In connection with the consummation of the Merger, the New York Stock Exchange (the “NYSE”) was notified that each outstanding Old ETP common unit was converted pursuant to the Merger into the right to receive the Merger Consideration, subject to the terms and conditions of the Merger Agreement. Old ETP requested that the NYSE file a notification of removal from listing on Form 25 with the Securities and Exchange Commission (the “SEC”) with respect to the delisting of Old ETP’s common units. Old ETP’s common units were delisted and removed from trading on the NYSE on April 28, 2017.

Item 3.03 Material Modification to Rights of Security Holders

The information set forth under Item 2.01 and Item 3.01 is incorporated into this Item 3.03 by reference.

Item 5.01 Changes in Control of Registrant.

The information set forth under Item 2.01 under the heading “The Merger” is incorporated into this Item 5.01 by reference.

Item 5.02 Departure of Directors or Certain Officers; Election of Directors; Appointment of Certain Officers; Compensatory Arrangements of Certain Officers.

At the Effective Time, ETP GP transferred all of its general partner interest in Old ETP to SXL Merger Sub, and SXL Merger Sub assumed the rights and duties of the general partner of Old ETP (the “GP Interest Transfer”). As a result of the GP Interest Transfer, the directors and officers of ETP GP will no longer be directors of the general partner of Old ETP. The directors of SXL Merger Sub are Kelcy L. Warren (Chairman), Ted Collins, Jr., Michael K. Grimm, Matthew S. Ramsey, Marshall S. McCrea, III and David K. Skidmore, all of whom were directors at ETP GP prior to the GP Interest Transfer. The principal officers of SXL Acquisition Sub are: (i) Kelcy L. Warren, Chief Executive Officer, (ii) Marshall S. (Mackie) McCrea, III, Chief Commercial Officer, (iii) Matthew S. Ramsey, President and Chief Operating Officer, (iv) Thomas E. Long, Chief Financial Officer, (v) A. Troy Sturrock, Senior Vice President and Controller and (vi) Mike Hennigan, President—Crude, NGL and Refined Products. All of these principal officers were previously principal officers at ETP GP prior to the GP Interest Transfer except for Mr. Hennigan, who was the previous President and Chief Executive Officer of SXL GP prior to the Mergers.

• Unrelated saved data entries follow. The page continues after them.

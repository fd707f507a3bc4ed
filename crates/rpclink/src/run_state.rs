//! Start/stop lifecycle and the shutdown token every task watches.

use std::sync::{Mutex, MutexGuard};

use tokio_util::sync::CancellationToken;

use crate::error::ClientError;

#[derive(Debug, Clone, Copy, PartialEq, Eq)]
enum Lifecycle {
    Created,
    Starting,
    Running,
    Stopped,
}

#[derive(Debug)]
pub(crate) struct RunState {
    lifecycle: Mutex<Lifecycle>,
    shutdown: CancellationToken,
}

impl Default for RunState {
    fn default() -> Self {
        Self {
            lifecycle: Mutex::new(Lifecycle::Created),
            shutdown: CancellationToken::new(),
        }
    }
}

impl RunState {
    fn lock(&self) -> MutexGuard<'_, Lifecycle> {
        match self.lifecycle.lock() {
            Ok(guard) => guard,
            Err(poisoned) => {
                tracing::error!("Lifecycle mutex poisoned - recovering");
                poisoned.into_inner()
            }
        }
    }

    /// Claim the start. Only one caller wins; a stopped client stays stopped.
    pub fn begin_start(&self) -> Result<(), ClientError> {
        let mut lifecycle = self.lock();
        match *lifecycle {
            Lifecycle::Created => {
                *lifecycle = Lifecycle::Starting;
                Ok(())
            }
            Lifecycle::Starting | Lifecycle::Running => Err(ClientError::AlreadyStarted),
            Lifecycle::Stopped => Err(ClientError::Stopped),
        }
    }

    /// The initial dial failed; allow another `start`.
    pub fn abort_start(&self) {
        let mut lifecycle = self.lock();
        if *lifecycle == Lifecycle::Starting {
            *lifecycle = Lifecycle::Created;
        }
    }

    pub fn finish_start(&self) {
        let mut lifecycle = self.lock();
        if *lifecycle == Lifecycle::Starting {
            *lifecycle = Lifecycle::Running;
        }
    }

    /// Caller-requested stop. Fails if the client never ran or already stopped.
    pub fn stop(&self) -> Result<(), ClientError> {
        let mut lifecycle = self.lock();
        if *lifecycle != Lifecycle::Running {
            return Err(ClientError::NotRunning);
        }
        *lifecycle = Lifecycle::Stopped;
        self.shutdown.cancel();
        Ok(())
    }

    /// Internal stop after an unrecoverable failure.
    pub fn terminate(&self) {
        *self.lock() = Lifecycle::Stopped;
        self.shutdown.cancel();
    }

    pub fn is_running(&self) -> bool {
        *self.lock() == Lifecycle::Running
    }

    pub fn shutdown_token(&self) -> &CancellationToken {
        &self.shutdown
    }
}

Mr. Hennigan is the President—Crude, NGL and Refined Products of the New General Partner. Mr. Hennigan previously served on the board of directors of SXL GP since April 2010. He was elected President and Chief Executive Officer of SXL GP, effective March 1, 2012 and served until April 28, 2017. Prior to that, he was President and Chief Operating Officer of SXL GP from July 2010 until March 2012. From May 2009 until July 2010, Mr. Hennigan served as Vice President, Business Development of SXL GP. Prior to joining SXL GP, he was employed in the following positions at Sunoco: Senior Vice President, Business Improvement from October 2008 to May 2009; and Senior Vice President, Supply, Trading, Sales and Transportation from February 2006 to October 2008.

Item 5.03 Amendments to Articles of Incorporate or Bylaws; Changes in Fiscal Year.

On April 27, 2017, Old ETP’s Certificate of Limited Partnership was amended (the “First Certificate of Amendment”) to, among other things, change the name of the general partner to Energy Transfer Partners GP, L.P.

On April 28, 2017, Old ETP’s Certificate of Limited Partnership was amended (the “Second Certificate of Amendment”) to, among other things, (i) admit SXL Merger Sub as general partner of Old ETP and (ii) change the name of Old ETP to Energy Transfer, LP.

Copies of the Certificates of Amendment are filed with this Current Report on Form 8-K as Exhibit 3.1 and Exhibit 3.2 and is incorporated by reference, and the foregoing description of the Certificates of Amendment is qualified in its entirety by reference thereto.


Item 7.01 Regulation FD.

On April 28, 2017, Old ETP and SXL issued a joint press release announcing the completion of the Merger. A copy of the press release is attached as Exhibit 99.1 to this report and is incorporated herein by reference.

Forward-Looking Statements

This Current Report on Form 8-K may include certain statements concerning expectations for the future that are forward-looking statements as defined by federal law. Such forward-looking statements are subject to a variety of known and unknown risks, uncertainties, and other factors that are difficult to predict and many of which are beyond management’s control. An extensive list of factors that can affect future results are discussed in Old ETP’s Annual Report on Form 10-K for the year ended December 31, 2016 and other documents filed by Old ETP from time to time with the SEC. Old ETP undertakes no obligation to update or revise any forward-looking statement to reflect new information or events.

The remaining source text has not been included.